The Islamic Jihad has urged its followers not to participate in the forthcoming Palestinian elections, becoming the second resistance group in as many days to dismiss the poll.

Islamic Jihad's al-Hindi (C) said the poll could not be truly free

Muhammad al-Hindi, the Gaza leader of Islamic Jihad, said on Thursday the group had decided not to field any candidate in the 9 January election to replace Yasir Arafat and not to support any independent candidate either.

 

Al-Hindi urged his followers and Palestinians in general not to participate in the poll because it cannot be truly free.

  

“The Palestinian people who are living under occupation want to have a real election, a free and fair election in a free, liberated land. We cannot say the upcoming presidential election is like this,” he said.

 

The refusal of Islamic Jihad to back the election came a day after Hamas announced it would not field a candidate for the election.

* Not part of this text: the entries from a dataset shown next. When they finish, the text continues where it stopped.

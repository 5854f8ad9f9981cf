//! PBKDF2-HMAC-SHA256 password hashing.
//!
//! Hashes are stored as PHC strings, e.g.
//! `$pbkdf2-sha256$i=100000,l=32$<salt b64>$<hash b64>`.

use pbkdf2::password_hash::{PasswordHash, PasswordHasher, PasswordVerifier, SaltString};
use pbkdf2::{Params, Pbkdf2};
use rand::Rng;

use blockdesk_common::error::AppError;

const DEFAULT_ROUNDS: u32 = 100_000;
const SALT_LEN: usize = 16;
const HASH_LEN: usize = 32;

pub fn hash_password(password: &str) -> Result<String, AppError> {
    hash_with_rounds(password, DEFAULT_ROUNDS)
}

fn hash_with_rounds(password: &str, rounds: u32) -> Result<String, AppError> {
    let mut bytes = [0u8; SALT_LEN];
    rand::thread_rng().fill(&mut bytes);
    let salt = SaltString::encode_b64(&bytes)
        .map_err(|e| AppError::Internal(format!("Failed to encode salt: {}", e)))?;

    let params = Params {
        rounds,
        output_length: HASH_LEN,
    };
    let hash = Pbkdf2
        .hash_password_customized(password.as_bytes(), None, None, params, &salt)
        .map_err(|e| AppError::Internal(format!("Failed to hash password: {}", e)))?;

    Ok(hash.to_string())
}

/// Check `password` against a stored hash. Malformed hashes never verify.
pub fn verify_password(password: &str, stored: &str) -> bool {
    let Ok(parsed) = PasswordHash::new(stored) else {
        return false;
    };
    Pbkdf2.verify_password(password.as_bytes(), &parsed).is_ok()
}
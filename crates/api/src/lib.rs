//! BlockDesk HTTP API.
//!
//! Endpoints:
//! - POST /api/auth/register, /api/auth/login — password accounts, returns a JWT
//! - POST /api/auth/api-keys — issue an API key
//! - GET  /api/search/address/{address}, /api/search/transaction/{hash} — ledger lookups
//! - GET  /api/searches — past searches
//! - GET/POST/DELETE /api/addresses — owned addresses
//! - GET  /api/addresses/available — addresses free for a new order
//! - GET  /api/balance — aggregate balance of owned addresses
//! - GET/POST /api/orders, POST /api/orders/{id}/complete — orders

pub mod extract;
pub mod middleware;
pub mod routes;
pub mod state;
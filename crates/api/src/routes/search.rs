//! Ledger search routes and search history.

use axum::extract::State;
use axum::routing::get;
use axum::{Json, Router};
use serde::Deserialize;

use blockdesk_common::error::AppError;
use blockdesk_common::types::{SearchKind, SearchRecord};
use blockdesk_engine::search::SearchService;
use blockdesk_engine::validation::{validate_address, validate_transaction};

use crate::extract::{ApiPath, ApiQuery};
use crate::middleware::auth::AuthUser;
use crate::state::AppState;

pub fn router() -> Router<AppState> {
    Router::new()
        .route("/api/search/address/{address}", get(search_address))
        .route("/api/search/transaction/{hash}", get(search_transaction))
        .route("/api/searches", get(past_searches))
}

#[derive(Debug, Deserialize)]
pub struct HistoryQuery {
    pub kind: Option<SearchKind>,
}

/// GET /api/search/address/:address — Look up an address on the ledger.
async fn search_address(
    State(state): State<AppState>,
    auth: AuthUser,
    ApiPath(address): ApiPath<String>,
) -> Result<Json<serde_json::Value>, AppError> {
    // Malformed input is rejected without using up the search slot
    validate_address(&address)?;
    let mut redis = state.redis.clone();
    state.throttle.acquire(&mut redis, auth.user_id).await?;

    let payload =
        SearchService::search_address(&state.pool, state.ledger.as_ref(), auth.user_id, &address)
            .await?;
    Ok(Json(payload))
}

/// GET /api/search/transaction/:hash — Look up a transaction on the ledger.
async fn search_transaction(
    State(state): State<AppState>,
    auth: AuthUser,
    ApiPath(hash): ApiPath<String>,
) -> Result<Json<serde_json::Value>, AppError> {
    validate_transaction(&hash)?;
    let mut redis = state.redis.clone();
    state.throttle.acquire(&mut redis, auth.user_id).await?;

    let payload =
        SearchService::search_transaction(&state.pool, state.ledger.as_ref(), auth.user_id, &hash)
            .await?;
    Ok(Json(payload))
}

/// GET /api/searches — The user's past searches, optionally `?kind=address|transaction`.
async fn past_searches(
    State(state): State<AppState>,
    auth: AuthUser,
    ApiQuery(query): ApiQuery<HistoryQuery>,
) -> Result<Json<Vec<SearchRecord>>, AppError> {
    let records = SearchService::history(&state.pool, auth.user_id, query.kind).await?;
    Ok(Json(records))
}
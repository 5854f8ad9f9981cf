//! Search throttle: Redis-backed per-user spacing between ledger lookups.
//!
//! Each search takes a short-lived key; while the key exists further
//! searches by the same user are rejected. Uses Redis `SET NX EX` for an
//! atomic check-and-set with automatic TTL expiry.

use redis::aio::ConnectionManager;
use uuid::Uuid;

use blockdesk_common::error::AppError;

/// Per-user search throttle. A zero interval disables it.
#[derive(Debug, Clone, Copy)]
pub struct SearchThrottle {
    interval_secs: u64,
}

impl SearchThrottle {
    pub fn new(interval_secs: u64) -> Self {
        Self { interval_secs }
    }

    pub fn is_enabled(&self) -> bool {
        self.interval_secs > 0
    }

    fn key(user_id: Uuid) -> String {
        format!("search:throttle:{}", user_id)
    }

    /// Take the user's search slot, or fail with `RateLimited`.
    ///
    /// `SET key "1" NX EX interval` returns `Some("OK")` when the slot was
    /// free and `None` while an earlier search still holds it.
    pub async fn acquire(
        &self,
        redis: &mut ConnectionManager,
        user_id: Uuid,
    ) -> Result<(), AppError> {
        if !self.is_enabled() {
            return Ok(());
        }

        let result: Option<String> = redis::cmd("SET")
            .arg(Self::key(user_id))
            .arg("1")
            .arg("NX")
            .arg("EX")
            .arg(self.interval_secs)
            .query_async(redis)
            .await?;

        if result.is_none() {
            tracing::debug!(
                user_id = %user_id,
                interval_secs = self.interval_secs,
                "Search rejected, user throttled"
            );
            return Err(AppError::RateLimited(self.interval_secs));
        }

        Ok(())
    }
}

However, it left open the possibility of supporting an independent candidate.

 

The participants

 

Shereen Abu Aqla, Aljazeera’s correspondent in Palestine reporting from Ram Allah, said another group, the Popular Front for the Liberation of Palestine (PLFP), has also announced it will not run in the elections, but that it has not called on its members to boycott the poll. 

 

Mahmud Abbas is the Fatah candidate for president
Mahmud Abbas is the Fatah candidate for president

Mahmud Abbas is the Fatah
candidate for president

The groups which have announced their participation so far are: the Fatah movement with Mahmud Abbas its candidate; the Palestinian People’s Party with Bassam al-Salhi as its candidate; and the Democratic Front for the Liberation of Palestine (DFLP). 

 

The more the number of groups that participate, the greater the legitimacy of the election, Abu Aqla said. 

 

Also on Thursday, the central election committee said at a news conference that 71% of Palestinians had registered to participate in the election.